The best approach currently available is to use weighted least squares as explained in http://robjhyndman.com/working-papers/hgts/. This is the default in the hts package.

• Thanks a lot for your answer! It definitely clarify usage of top-down forecasting method in case of grouped time series. (hts package is a great contribution in practical applications) Jul 30, 2015 at 9:15

     Total
|       |
A       B
|   |    |   |
AX  AY   BX  BY

Total
|       |
X       Y
|   |   |   |
AX  BX  AY  BY


You have not one, but two hierarchies. For instance, the top one may group sales at product-location level first by location A and B and then add these up to get the Total, and the second one may group first by product X and Y and add these up.

To do top-down forecasting, you forecast the Total and then break this down by proportions.
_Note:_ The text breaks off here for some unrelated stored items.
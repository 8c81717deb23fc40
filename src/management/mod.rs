mod auth;
mod coordinator;
mod insights;
pub mod playback;
mod poller;

pub use auth::FileTokenStore;
pub use auth::MemoryTokenStore;
pub use auth::TokenStore;
pub use coordinator::AuthCoordinator;
pub use coordinator::AuthSettings;
pub use coordinator::AuthState;
pub use insights::InsightCache;
pub use insights::InsightStore;
pub use poller::PlaybackPoller;
pub use poller::PollerSettings;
You can use historical proportions, in which case, yes, you can do this.

The problem arises if you want to use forecasted proportions to break down the Total forecasts. Why? Because if you forecast your component series A, B, X, Y separately, these forecasts will usually not be sum consistent. That is, if you first break the Total down to A & B and then break A down to AX & AY, you may get a different result for AX than if you first broke down to X & Y and then broke X down to AX & BX.

Thus, you will need to do some kind of reconciliation. And then, as Rob writes, you might as well use the "real" optimal reconciliation approach.

(Note that this problem does not arise if you use historical proportions to break forecasts down, because these are automatically consistent. However, historical proportions do not allow you to forecast out changing dynamics in your hierarchy, like changing market shares.)